▶ _TASK DETAILS_:
The lines from the start of the data through the line containing "pub struct CliArgs" are to be reproduced exactly, both ends included.

▶ _MATERIAL FOR THIS TASK_:
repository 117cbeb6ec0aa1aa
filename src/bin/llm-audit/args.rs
use std::path::PathBuf;

use clap::{Args, Parser, Subcommand};

#[derive(Parser, Debug)]
#[command(
    name = "llm-audit",
    about = "Ask several LLM providers the same question and record what they say"
)]
pub struct CliArgs {
    /// Path to a TOML config file
    #[arg(long, short = 'c', global = true)]
    pub config: Option<PathBuf>,
    #[arg(long, global = true, default_value = "info")]
    pub log_level: String,
    #[command(subcommand)]
    pub command: Command,
}

#[derive(Subcommand, Debug)]
pub enum Command {
    /// Run one prompt across the configured providers
    Query {
        prompt: String,
        #[command(flatten)]
        run: RunArgs,
        /// Print the result set as JSON
        #[arg(long)]
        json: bool,
    },
    /// Run a JSON file of queries one after another
    Audit {
        /// JSON array of {"id"?, "text", "expected_dealers"?}
        queries: PathBuf,
        #[command(flatten)]
        run: RunArgs,
        /// Where to write the audit records (stdout when omitted)
        #[arg(long, short = 'o')]
        output: Option<PathBuf>,
        /// Pause between queries in milliseconds
        #[arg(long)]
        pacing_ms: Option<u64>,
    },
    /// Show which providers have credentials
    Providers,
}

#[derive(Args, Debug, Clone, Default)]
pub struct RunArgs {
    /// Comma separated subset, e.g. `openai,google`
    #[arg(long, short = 'p')]
    pub providers: Option<String>,
    /// Skip writing query_<timestamp>.json files
    #[arg(long)]
    pub no_log: bool,
    #[arg(long)]
    pub log_dir: Option<PathBuf>,
}

#[cfg(test)]
mod tests {
    use super::*;

    #[test]
    fn parses_query_with_run_flags() {
        let args = CliArgs::parse_from([
            "llm-audit",
            "query",
            "ping",
            "--providers",
            "openai,google",
            "--no-log",
            "--json",
        ]);
        match args.command {
            Command::Query { prompt, run, json } => {
                assert_eq!(prompt, "ping");
                assert_eq!(run.providers.as_deref(), Some("openai,google"));
                assert!(run.no_log);
                assert!(json);
            }
            other => panic!("unexpected command: {other:?}"),
        }
        assert_eq!(args.log_level, "info");
    }

    #[test]
    fn parses_audit_with_global_config() {
        let args = CliArgs::parse_from([
            "llm-audit",
            "audit",
            "queries.json",
            "-o",
            "report.json",
            "--pacing-ms",
            "250",
            "--config",
            "cfg.toml",
        ]);
        assert_eq!(args.config, Some(PathBuf::from("cfg.toml")));
        match args.command {
            Command::Audit {
                queries,
                output,
                pacing_ms,
                ..
            } => {
                assert_eq!(queries, PathBuf::from("queries.json"));
                assert_eq!(output, Some(PathBuf::from("report.json")));
                assert_eq!(pacing_ms, Some(250));
            }
            other => panic!("unexpected command: {other:?}"),
        }
    }
}
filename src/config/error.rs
use std::io;

#[derive(Debug, thiserror::Error)]
pub enum ConfigError {
    #[error("config IO error: {0}")]
    Io(#[from] io::Error),
    #[error("config parse error: {0}")]
    Toml(#[from] toml::de::Error),
    #[error("missing home directory for config paths")]
    MissingHome,
}
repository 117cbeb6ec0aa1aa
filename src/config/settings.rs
use std::path::PathBuf;

use secrecy::{ExposeSecret, SecretString};
use serde::Deserialize;

use crate::provider::ProviderId;

const DEFAULT_LOG_DIR: &str = "logs";
/// Pause between consecutive queries of an audit batch.
pub const DEFAULT_PACING_DELAY_MS: u64 = 500;

/// Per-provider connection settings.
#[derive(Debug, Default, Deserialize)]
#[serde(default)]
pub struct ProviderSettings {
    pub api_key: Option<SecretString>,
    /// Environment variable to read the key from instead of the default one
    pub api_key_env: Option<String>,
    pub model: Option<String>,
    pub base_url: Option<String>,
    pub temperature: Option<f32>,
    pub max_tokens: Option<u32>,
    pub timeout_seconds: Option<u64>,
}

impl ProviderSettings {
    /// The key, if one is set and not blank.
    pub fn credential(&self) -> Option<&SecretString> {
        self.api_key
            .as_ref()
            .filter(|key| !key.expose_secret().trim().is_empty())
    }

    pub fn is_configured(&self) -> bool {
        self.credential().is_some()
    }
}

/// Everything the orchestrator needs to know to build its adapters and
/// persist results.
#[derive(Debug, Deserialize)]
#[serde(default)]
pub struct OrchestratorConfig {
    pub openai: ProviderSettings,
    pub anthropic: ProviderSettings,
    pub google: ProviderSettings,
    /// Reserved for a search-augmented provider; read but never used.
    pub perplexity_api_key: Option<SecretString>,
    pub log_responses: bool,
    pub log_dir: PathBuf,
    pub pacing_delay_ms: u64,
    /// Overrides the OpenAI system prompt
    pub system_prompt: Option<String>,
}

impl Default for OrchestratorConfig {
    fn default() -> Self {
        Self {
            openai: ProviderSettings::default(),
            anthropic: ProviderSettings::default(),
            google: ProviderSettings::default(),
            perplexity_api_key: None,
            log_responses: true,
            log_dir: PathBuf::from(DEFAULT_LOG_DIR),
            pacing_delay_ms: DEFAULT_PACING_DELAY_MS,
            system_prompt: None,
        }
    }
}

impl OrchestratorConfig {
    pub fn provider(&self, id: ProviderId) -> &ProviderSettings {
        match id {
            ProviderId::OpenAI => &self.openai,
            ProviderId::Anthropic => &self.anthropic,
            ProviderId::Google => &self.google,
        }
    }

    pub fn provider_mut(&mut self, id: ProviderId) -> &mut ProviderSettings {
        match id {
            ProviderId::OpenAI => &mut self.openai,
            ProviderId::Anthropic => &mut self.anthropic,
            ProviderId::Google => &mut self.google,
        }
    }

    /// Providers with a usable credential.
    pub fn configured_providers(&self) -> Vec<ProviderId> {
        ProviderId::ALL
            .into_iter()
            .filter(|id| self.provider(*id).is_configured())
            .collect()
    }

    /// Fills API keys from the environment. Variables that are set win over
    /// keys read from the config file.
    pub fn apply_env(&mut self) {
        self.apply_env_with(|name| std::env::var(name).ok());
    }

    pub fn apply_env_with<F>(&mut self, lookup: F)
    where
        F: Fn(&str) -> Option<String>,
    {
        for id in ProviderId::ALL {
            let settings = self.provider_mut(id);
            let var = settings
                .api_key_env
                .clone()
                .unwrap_or_else(|| id.default_key_env().to_string());
            if let Some(value) = lookup(&var).filter(|v| !v.trim().is_empty()) {
                settings.api_key = Some(SecretString::new(value));
            }
        }
        if let Some(value) = lookup("PERPLEXITY_API_KEY").filter(|v| !v.trim().is_empty()) {
            self.perplexity_api_key = Some(SecretString::new(value));
        }
    }
}

#[cfg(test)]
mod tests {
    use super::*;
    use std::collections::HashMap;

    #[test]
    fn defaults_enable_logging_with_half_second_pacing() {
        let config = OrchestratorConfig::default();
        assert!(config.log_responses);
        assert_eq!(config.log_dir, PathBuf::from("logs"));
        assert_eq!(config.pacing_delay_ms, 500);
        assert!(config.configured_providers().is_empty());
    }

    #[test]
    fn blank_key_is_not_a_credential() {
        let settings = ProviderSettings {
            api_key: Some(SecretString::new("   ".to_string())),
            ..Default::default()
        };
        assert!(!settings.is_configured());
    }

    #[test]
    fn env_keys_fill_matching_providers() {
        let env: HashMap<&str, &str> = [
            ("OPENAI_API_KEY", "sk-test"),
            ("GOOGLE_API_KEY", ""),
            ("PERPLEXITY_API_KEY", "pplx"),
        ]
        .into_iter()
        .collect();

        let mut config = OrchestratorConfig::default();
        config.apply_env_with(|name| env.get(name).map(|v| v.to_string()));

        assert_eq!(config.configured_providers(), vec![ProviderId::OpenAI]);
        assert!(config.perplexity_api_key.is_some());
    }

    #[test]
    fn custom_key_env_name_is_honoured() {
        let mut config = OrchestratorConfig::default();
        config.anthropic.api_key_env = Some("CLAUDE_KEY".to_string());
        config.apply_env_with(|name| (name == "CLAUDE_KEY").then(|| "k".to_string()));
        assert_eq!(config.configured_providers(), vec![ProviderId::Anthropic]);
    }
}
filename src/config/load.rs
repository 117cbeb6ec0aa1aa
use std::fs;
use std::path::{Path, PathBuf};

use super::error::ConfigError;
use super::settings::OrchestratorConfig;

/// Location used when no `--config` path is given.
pub fn default_config_path() -> Result<PathBuf, ConfigError> {
    let home = dirs::home_dir().ok_or(ConfigError::MissingHome)?;
    Ok(home
        .join(".config")
        .join("llm-orchestrator")
        .join("config.toml"))
}

/// Reads the TOML config (a missing file yields defaults) and then layers
/// environment credentials on top.
pub fn load_config(path_override: Option<PathBuf>) -> Result<OrchestratorConfig, ConfigError> {
    let path = match path_override {
        Some(path) => path,
        None => default_config_path()?,
    };
    let mut config = read_config(&path)?;
    config.apply_env();
    Ok(config)
}

pub(super) fn read_config(path: &Path) -> Result<OrchestratorConfig, ConfigError> {
    match fs::read_to_string(path) {
        Ok(contents) => {
            log::debug!("Loaded config from {}", path.display());
            Ok(toml::from_str(&contents)?)
        }
        Err(err) if err.kind() == std::io::ErrorKind::NotFound => {
            log::debug!("No config at {}, using defaults", path.display());
            Ok(OrchestratorConfig::default())
        }
        Err(err) => Err(ConfigError::Io(err)),
    }
}
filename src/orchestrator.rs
#[path = "orchestrator/types.rs"]
mod types;

#[path = "orchestrator/fanout.rs"]
mod fanout;

#[path = "orchestrator/audit.rs"]
mod audit;

#[path = "orchestrator/summary.rs"]
mod summary;

pub use fanout::Orchestrator;
pub use summary::{AuditSummary, ProviderStats};
pub use types::{parse_queries, AuditQuery, AuditRecord};
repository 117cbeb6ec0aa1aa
//! Normalised provider outcomes.
//!
//! A [`QueryResult`] always carries exactly one of a response or an error.
//! The constructors are the only way to build one, and deserialisation
//! rejects payloads that break the rule.

use std::collections::BTreeMap;
use std::time::Duration;

use serde::{Deserialize, Serialize};

use crate::provider::ProviderId;

/// One provider's outcome for one prompt.
#[derive(Debug, Clone, PartialEq, Serialize, Deserialize)]
#[serde(try_from = "RawQueryResult")]
pub struct QueryResult {
    provider: ProviderId,
    model: String,
    response: Option<String>,
    tokens_used: u32,
    latency_ms: f64,
    error: Option<String>,
}

impl QueryResult {
    /// A completed call. Latency is rounded to two decimals.
    pub fn success(
        provider: ProviderId,
        model: impl Into<String>,
        response: impl Into<String>,
        tokens_used: u32,
        latency: Duration,
    ) -> Self {
        let latency_ms = (latency.as_secs_f64() * 1000.0 * 100.0).round() / 100.0;
        Self {
            provider,
            model: model.into(),
            response: Some(response.into()),
            tokens_used,
            latency_ms,
            error: None,
        }
    }

    /// A failed call. Tokens and latency are reported as zero.
    pub fn failure(provider: ProviderId, model: impl Into<String>, error: impl Into<String>) -> Self {
        Self {
            provider,
            model: model.into(),
            response: None,
            tokens_used: 0,
            latency_ms: 0.0,
            error: Some(error.into()),
        }
    }

    pub fn provider(&self) -> ProviderId {
        self.provider
    }

    pub fn model(&self) -> &str {
        &self.model
    }

    pub fn response(&self) -> Option<&str> {
        self.response.as_deref()
    }

    pub fn tokens_used(&self) -> u32 {
        self.tokens_used
    }

    pub fn latency_ms(&self) -> f64 {
        self.latency_ms
    }

    pub fn error(&self) -> Option<&str> {
        self.error.as_deref()
    }

    pub fn is_success(&self) -> bool {
        self.response.is_some()
    }
}

#[derive(Deserialize)]
struct RawQueryResult {
    provider: ProviderId,
    model: String,
    response: Option<String>,
    #[serde(default)]
    tokens_used: u32,
    #[serde(default)]
    latency_ms: f64,
    error: Option<String>,
}

impl TryFrom<RawQueryResult> for QueryResult {
    type Error = String;

    fn try_from(raw: RawQueryResult) -> Result<Self, Self::Error> {
        match (&raw.response, &raw.error) {
            (Some(_), None) | (None, Some(_)) => {}
            (Some(_), Some(_)) => {
                return Err("query result has both a response and an error".to_string())
            }
            (None, None) => {
                return Err("query result has neither a response nor an error".to_string())
            }
        }
        if !raw.latency_ms.is_finite() || raw.latency_ms < 0.0 {
            return Err(format!("invalid latency_ms: {}", raw.latency_ms));
        }
        Ok(Self {
            provider: raw.provider,
            model: raw.model,
            response: raw.response,
            tokens_used: raw.tokens_used,
            latency_ms: raw.latency_ms,
            error: raw.error,
        })
    }
}

/// Results for a single prompt, keyed by provider.
///
/// A provider missing from the set was not queried, which is different from
/// a provider present with an error.
#[derive(Debug, Clone, Default, PartialEq, Serialize, Deserialize)]
#[serde(transparent)]
pub struct QueryResultSet {
    results: BTreeMap<ProviderId, QueryResult>,
}

impl QueryResultSet {
    pub fn get(&self, provider: ProviderId) -> Option<&QueryResult> {
        self.results.get(&provider)
    }

    pub fn contains(&self, provider: ProviderId) -> bool {
        self.results.contains_key(&provider)
    }

    pub fn providers(&self) -> impl Iterator<Item = ProviderId> + '_ {
        self.results.keys().copied()
    }

    pub fn iter(&self) -> impl Iterator<Item = (ProviderId, &QueryResult)> {
        self.results.iter().map(|(id, result)| (*id, result))
    }

    pub fn len(&self) -> usize {
        self.results.len()
    }

    pub fn is_empty(&self) -> bool {
        self.results.is_empty()
    }

    /// Number of providers that answered without error.
    pub fn success_count(&self) -> usize {
        self.results.values().filter(|r| r.is_success()).count()
    }
}

impl FromIterator<QueryResult> for QueryResultSet {
    fn from_iter<I: IntoIterator<Item = QueryResult>>(iter: I) -> Self {
        Self {
            results: iter.into_iter().map(|r| (r.provider, r)).collect(),
        }
    }
}

impl<'a> IntoIterator for &'a QueryResultSet {
    type Item = (&'a ProviderId, &'a QueryResult);
    type IntoIter = std::collections::btree_map::Iter<'a, ProviderId, QueryResult>;

    fn into_iter(self) -> Self::IntoIter {
        self.results.iter()
    }
}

▶ _TASK OUTPUT_:
repository 117cbeb6ec0aa1aa
filename src/bin/llm-audit/args.rs
use std::path::PathBuf;

use clap::{Args, Parser, Subcommand};

#[derive(Parser, Debug)]
#[command(
    name = "llm-audit",
    about = "Ask several LLM providers the same question and record what they say"
)]
pub struct CliArgs {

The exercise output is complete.